Точно отсветы далекого невидимого пламени скользили по тонкому лицу мальчика: оно то розовело от этого огня, и Ираклий облизывал пересыхавшие губы, то бледнело, как бы холодея вдруг. Не совладав с собой, он выскочил из-за стола и встал посередине комнаты, быстрый, гибкий, в полотняных штанишках-трубочках, доходивших только до худых щиколоток: за последний год он так вытянулся, что буквально вылезал из всех своих одежек.

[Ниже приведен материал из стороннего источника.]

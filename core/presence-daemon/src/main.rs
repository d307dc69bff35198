//! presence-daemon: single-writer presence session tracker.
//!
//! Reads newline-delimited JSON requests on stdin and answers each with one
//! JSON line on stdout. Requests are handled strictly in arrival order.
//!
//! ## Subcommands
//!
//! - `run`: Consume events and report requests until stdin closes
//! - `report [@name]`: Render a report from the state file and exit

mod handler;
mod input;
mod logging;

use std::io::{self, Write};
use std::path::PathBuf;
use std::process;

use clap::{Parser, Subcommand};
use presence_core::{PresenceTracker, TrackerConfig};
use presence_protocol::Response;
use tracing::{error, info, warn};

use input::Inbound;

#[derive(Parser)]
#[command(name = "presence-daemon")]
#[command(about = "Presence session tracker")]
#[command(version)]
struct Cli {
    /// Config file (defaults to ~/.presence-tracker/config.toml)
    #[arg(long, value_name = "PATH", global = true)]
    config: Option<PathBuf>,

    #[command(subcommand)]
    command: Commands,
}

#[derive(Subcommand)]
enum Commands {
    /// Process requests from stdin until it closes
    Run,

    /// Print a report and exit
    Report {
        /// Identity name reference; omit for the aggregate report
        #[arg(value_name = "NAME")]
        identity: Option<String>,
    },
}

fn main() {
    let cli = Cli::parse();

    let config = match TrackerConfig::load(cli.config) {
        Ok(config) => config,
        Err(err) => {
            eprintln!("presence-daemon: failed to load config: {}", err);
            process::exit(1);
        }
    };

    let _logging_guard = logging::init(config.log_dir.as_deref());

    let directory = config.directory();
    let tracker = match PresenceTracker::start(&config, &directory) {
        Ok(tracker) => tracker,
        Err(err) => {
            error!(error = %err, "Failed to start tracker");
            process::exit(1);
        }
    };

    match cli.command {
        Commands::Run => run(&tracker),
        Commands::Report { identity } => match tracker.report(identity.as_deref()) {
            Ok(outcome) => {
                println!("{}\n\n{}", outcome.caption(), outcome.text());
            }
            Err(err) => {
                error!(error = %err, "Failed to generate report");
                process::exit(1);
            }
        },
    }
}

fn run(tracker: &PresenceTracker) {
    info!(tracked = tracker.tracked_count(), "presence-daemon started");

    let inbound = input::spawn_reader(io::BufReader::new(io::stdin()));
    let stdout = io::stdout();

    for item in inbound {
        let response = match item {
            Inbound::Request(request) => handler::handle_request(request, tracker),
            Inbound::Rejected(err) => {
                warn!(code = %err.code, message = %err.message, "Rejected request");
                Response::failure(None, err)
            }
        };
        if let Err(err) = write_response(&mut stdout.lock(), &response) {
            warn!(error = %err, "Failed to write response, stopping");
            break;
        }
    }

    info!("Input closed, presence-daemon stopping");
}

fn write_response<W: Write>(writer: &mut W, response: &Response) -> io::Result<()> {
    serde_json::to_writer(&mut *writer, response)?;
    writer.write_all(b"\n")?;
    writer.flush()
}
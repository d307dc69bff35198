//! File-backed persistence for sessions and history.
//!
//! # Defensive Design
//!
//! A missing, empty, corrupt, or wrong-version file loads as empty state with a
//! warning. The file has only ever been absent or unreadable when state was
//! empty, so this is a fresh start rather than data loss.
//!
//! # Atomic Writes
//!
//! Every save rewrites the whole file through a temp file in the same directory
//! and renames it into place, so a reader never sees a partial document.

use std::collections::BTreeMap;
use std::io::Write;
use std::path::{Path, PathBuf};

use fs_err as fs;
use serde::{Deserialize, Serialize};
use tempfile::NamedTempFile;
use tracing::{debug, warn};

use crate::error::{Result, TrackerError};

use super::types::{HistoryEntry, PersistedState, Session};

pub const STORE_VERSION: u32 = 1;

fn default_version() -> u32 {
    STORE_VERSION
}

/// The on-disk JSON structure. Files written before versioning carry no
/// `version` field and are read as version 1.
#[derive(Debug, Deserialize)]
struct StoreFile {
    #[serde(default = "default_version")]
    version: u32,
    #[serde(default)]
    sessions: BTreeMap<u64, BTreeMap<String, Vec<Session>>>,
    #[serde(default)]
    history: Vec<HistoryEntry>,
}

#[derive(Serialize)]
struct StoreFileRef<'a> {
    version: u32,
    sessions: &'a BTreeMap<u64, BTreeMap<String, Vec<Session>>>,
    history: &'a [HistoryEntry],
}

#[derive(Debug, Clone)]
pub struct StateStore {
    file_path: PathBuf,
}

impl StateStore {
    pub fn new(file_path: &Path) -> Self {
        StateStore {
            file_path: file_path.to_path_buf(),
        }
    }

    pub fn path(&self) -> &Path {
        &self.file_path
    }

    pub fn load(&self) -> PersistedState {
        let content = match fs::read_to_string(&self.file_path) {
            Ok(content) => content,
            Err(err) if err.kind() == std::io::ErrorKind::NotFound => {
                debug!(path = %self.file_path.display(), "State file missing, starting empty");
                return PersistedState::default();
            }
            Err(err) => {
                warn!(error = %err, "Failed to read state file, starting empty");
                return PersistedState::default();
            }
        };

        if content.trim().is_empty() {
            warn!(path = %self.file_path.display(), "Empty state file, starting empty");
            return PersistedState::default();
        }

        match serde_json::from_str::<StoreFile>(&content) {
            Ok(file) if file.version == STORE_VERSION => PersistedState {
                sessions: file.sessions,
                history: file.history,
            },
            Ok(file) => {
                warn!(
                    version = file.version,
                    expected = STORE_VERSION,
                    "Unsupported state file version, starting empty"
                );
                PersistedState::default()
            }
            Err(err) => {
                warn!(
                    error = %err,
                    path = %self.file_path.display(),
                    "Failed to parse state file, starting empty"
                );
                PersistedState::default()
            }
        }
    }

    pub fn save(&self, state: &PersistedState) -> Result<()> {
        let file = StoreFileRef {
            version: STORE_VERSION,
            sessions: &state.sessions,
            history: &state.history,
        };
        let content = serde_json::to_string_pretty(&file).map_err(|source| TrackerError::Json {
            context: "serialize state".to_string(),
            source,
        })?;

        let parent_dir = self
            .file_path
            .parent()
            .filter(|p| !p.as_os_str().is_empty())
            .unwrap_or_else(|| Path::new("."));
        fs::create_dir_all(parent_dir)
            .map_err(|e| TrackerError::io("create state directory", e))?;

        let mut temp_file = NamedTempFile::new_in(parent_dir)
            .map_err(|e| TrackerError::io("create temp state file", e))?;
        temp_file
            .write_all(content.as_bytes())
            .map_err(|e| TrackerError::io("write temp state file", e))?;
        temp_file
            .flush()
            .map_err(|e| TrackerError::io("flush temp state file", e))?;
        temp_file
            .persist(&self.file_path)
            .map_err(|e| TrackerError::io("replace state file", e.error))?;

        debug!(
            path = %self.file_path.display(),
            history = state.history.len(),
            "State saved"
        );
        Ok(())
    }
}

/// Writes rendered report text, replacing the previous report.
pub fn write_report_file(path: &Path, text: &str) -> Result<()> {
    if let Some(parent) = path.parent().filter(|p| !p.as_os_str().is_empty()) {
        fs::create_dir_all(parent).map_err(|e| TrackerError::io("create report directory", e))?;
    }
    fs::write(path, text).map_err(|e| TrackerError::io("write report file", e))
}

— Наконец они выбрались к нему, к Жану Вальжану, — Козетта и Мариус. Вспомнили о нем — спасибо! Но было уже поздно!
Он прокричал «поздно» словно бы даже с удовлетворением, словно, не будь этого опоздания, что-то потускнело бы в добром величии героя. И казалось, мальчик не так горевал о его одинокой, печальной старости, сколько восхищался красотой его бескорыстного подвига — безвестного и не нашедшего награды.

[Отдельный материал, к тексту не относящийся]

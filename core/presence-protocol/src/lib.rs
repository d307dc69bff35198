//! Wire types and validation for presence-daemon.
//!
//! Shared by the daemon and whatever delivers presence updates to it, so both
//! sides agree on one schema. The daemon stays the authority on validation.
//!
//! Every line on the daemon's stdin is one [`Request`]; every line it writes to
//! stdout is one [`Response`].

use chrono::{DateTime, SubsecRound, Utc};
use serde::{Deserialize, Serialize};
use serde_json::Value;

pub const PROTOCOL_VERSION: u32 = 1;
pub const MAX_REQUEST_BYTES: usize = 64 * 1024;
const MAX_IDENTITY_REF_LEN: usize = 64;

#[derive(Debug, Clone, Copy, PartialEq, Eq, Serialize, Deserialize)]
#[serde(rename_all = "snake_case", deny_unknown_fields)]
pub enum Method {
    GetHealth,
    Event,
    Report,
}

#[derive(Debug, Serialize, Deserialize)]
#[serde(deny_unknown_fields)]
pub struct Request {
    pub protocol_version: u32,
    pub method: Method,
    #[serde(default)]
    pub id: Option<String>,
    #[serde(default)]
    pub params: Option<Value>,
}

/// One reply line. `data` is set when `ok`, `error` otherwise.
#[derive(Debug, Serialize, Deserialize)]
pub struct Response {
    pub ok: bool,
    #[serde(skip_serializing_if = "Option::is_none")]
    pub id: Option<String>,
    #[serde(skip_serializing_if = "Option::is_none")]
    pub data: Option<Value>,
    #[serde(skip_serializing_if = "Option::is_none")]
    pub error: Option<ErrorInfo>,
}

impl Response {
    /// Builds the reply to request `id` from the outcome of handling it.
    pub fn reply(id: Option<String>, outcome: Result<Value, ErrorInfo>) -> Self {
        match outcome {
            Ok(data) => Self {
                ok: true,
                id,
                data: Some(data),
                error: None,
            },
            Err(error) => Self {
                ok: false,
                id,
                data: None,
                error: Some(error),
            },
        }
    }

    pub fn failure(id: Option<String>, error: ErrorInfo) -> Self {
        Self::reply(id, Err(error))
    }
}

/// Stable error codes carried in [`ErrorInfo::code`].
pub mod codes {
    pub const PROTOCOL_MISMATCH: &str = "protocol_mismatch";
    pub const INVALID_JSON: &str = "invalid_json";
    pub const REQUEST_TOO_LARGE: &str = "request_too_large";
    pub const INVALID_PARAMS: &str = "invalid_params";
    pub const INVALID_IDENTITY: &str = "invalid_identity";
    pub const INVALID_TIMESTAMP: &str = "invalid_timestamp";
    pub const SERIALIZATION_ERROR: &str = "serialization_error";
}

#[derive(Debug, Serialize, Deserialize, Clone, PartialEq, Eq)]
pub struct ErrorInfo {
    pub code: String,
    pub message: String,
}

impl ErrorInfo {
    pub fn new(code: &str, message: impl Into<String>) -> Self {
        Self {
            code: code.to_string(),
            message: message.into(),
        }
    }

    pub fn invalid_params(message: impl Into<String>) -> Self {
        Self::new(codes::INVALID_PARAMS, message)
    }
}

#[derive(Debug, Clone, Copy, PartialEq, Eq, Serialize, Deserialize)]
#[serde(rename_all = "snake_case")]
pub enum PresenceStatus {
    Online,
    Offline,
}

/// A single presence change for one identity.
#[derive(Debug, Clone, Deserialize, Serialize)]
#[serde(deny_unknown_fields)]
pub struct PresenceEvent {
    pub identity_id: u64,
    pub status: PresenceStatus,
    /// RFC3339 instant of the change. The daemon stamps its own clock when absent.
    #[serde(default)]
    pub observed_at: Option<String>,
}

impl PresenceEvent {
    pub fn validate(&self) -> Result<(), ErrorInfo> {
        if self.identity_id == 0 {
            return Err(ErrorInfo::new(
                codes::INVALID_IDENTITY,
                "identity_id must be non-zero",
            ));
        }
        if let Some(value) = self.observed_at.as_deref() {
            if DateTime::parse_from_rfc3339(value).is_err() {
                return Err(ErrorInfo::new(
                    codes::INVALID_TIMESTAMP,
                    "observed_at must be RFC3339",
                ));
            }
        }
        Ok(())
    }

    pub fn observed_at_utc(&self) -> Option<DateTime<Utc>> {
        self.observed_at
            .as_deref()
            .and_then(|value| DateTime::parse_from_rfc3339(value).ok())
            .map(|dt| dt.with_timezone(&Utc).trunc_subsecs(6))
    }
}

/// Report request. `identity` is a name reference (leading `@` allowed);
/// absent means the aggregate report.
#[derive(Debug, Clone, Default, Deserialize, Serialize)]
#[serde(deny_unknown_fields)]
pub struct ReportRequest {
    #[serde(default)]
    pub identity: Option<String>,
}

impl ReportRequest {
    pub fn validate(&self) -> Result<(), ErrorInfo> {
        if let Some(identity) = self.identity.as_deref() {
            let trimmed = identity.trim().trim_start_matches('@');
            if trimmed.is_empty() {
                return Err(ErrorInfo::new(
                    codes::INVALID_IDENTITY,
                    "identity must not be empty",
                ));
            }
            if trimmed.chars().count() > MAX_IDENTITY_REF_LEN {
                return Err(ErrorInfo::new(
                    codes::INVALID_IDENTITY,
                    format!(
                        "identity must be {} characters or fewer",
                        MAX_IDENTITY_REF_LEN
                    ),
                ));
            }
        }
        Ok(())
    }
}

/// Outcome kind carried in a report response, so callers can tell the
/// sentinel texts apart without matching on wording.
#[derive(Debug, Clone, Copy, PartialEq, Eq, Serialize, Deserialize)]
#[serde(rename_all = "snake_case")]
pub enum ReportKind {
    Identity,
    Aggregate,
    NoData,
    NotFound,
}

#[derive(Debug, Clone, Serialize, Deserialize)]
pub struct ReportPayload {
    pub kind: ReportKind,
    pub text: String,
}

pub fn parse_event(params: Value) -> Result<PresenceEvent, ErrorInfo> {
    let event: PresenceEvent = serde_json::from_value(params).map_err(|err| {
        ErrorInfo::invalid_params(format!("event payload is invalid JSON: {}", err))
    })?;
    event.validate()?;
    Ok(event)
}

pub fn parse_report_request(params: Option<Value>) -> Result<ReportRequest, ErrorInfo> {
    let request = match params {
        None | Some(Value::Null) => ReportRequest::default(),
        Some(value) => serde_json::from_value(value).map_err(|err| {
            ErrorInfo::invalid_params(format!("report payload is invalid JSON: {}", err))
        })?,
    };
    request.validate()?;
    Ok(request)
}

Наташка сидела, как околдованная, замерев, открыв свой маленький рот, зажатый меж крутых щечек; она была в отца — кругленькая, беленькая...
А Антон Антонович поймал себя на мысли, что, в сущности, у него имелось все — да, все, чего только может пожелать человек. Некоторое время он осваивался с этой мыслью, и — как ни странно! — смутное беспокойство родилось в нем... Вот и на работе у него тоже был полный порядок: бригада его по достоинству называлась передовой, в ней удачно подобрались и неплохие люди, державшиеся один за другого, и отличные мастера; к концу месяца, как раз к отпуску, можно было рассчитывать на солидную премию. Замечательно получилось у него и с отпуском в этом году: Лейле наметили отпуск, как и ему, с первого июля, и они запланировали ехать всей семьей на юг, на Кавказ, к ее родителям. Словом, все у него, Антона Антоновича Коробкова, было больше чем хорошо, все было на четверку с плюсом (до пятерки не хватало только молодости — скинуть бы так годков десять — пятнадцать), во всем ему везло. А уж сын у него был на чистую пятерку — сыном своим он мог гордиться... Антон Антонович невольно подумал, что Ираклию исполнилось только тринадцать лет, столько же, кстати сказать, сколько было ему, когда с мешком черных сухарей за плечами он, в рваном домотканом армячишке, пришел на первую свою стройку, на то дикое пустынное поле. И сам он тогда был дичком: они бы просто не поняли друг друга, если бы повстречались в ту пору, он и такой паренек, как Ираклий. Откуда же у него взялось сейчас это беспокойство — не то за сына, не то за дочку, не то за себя самого?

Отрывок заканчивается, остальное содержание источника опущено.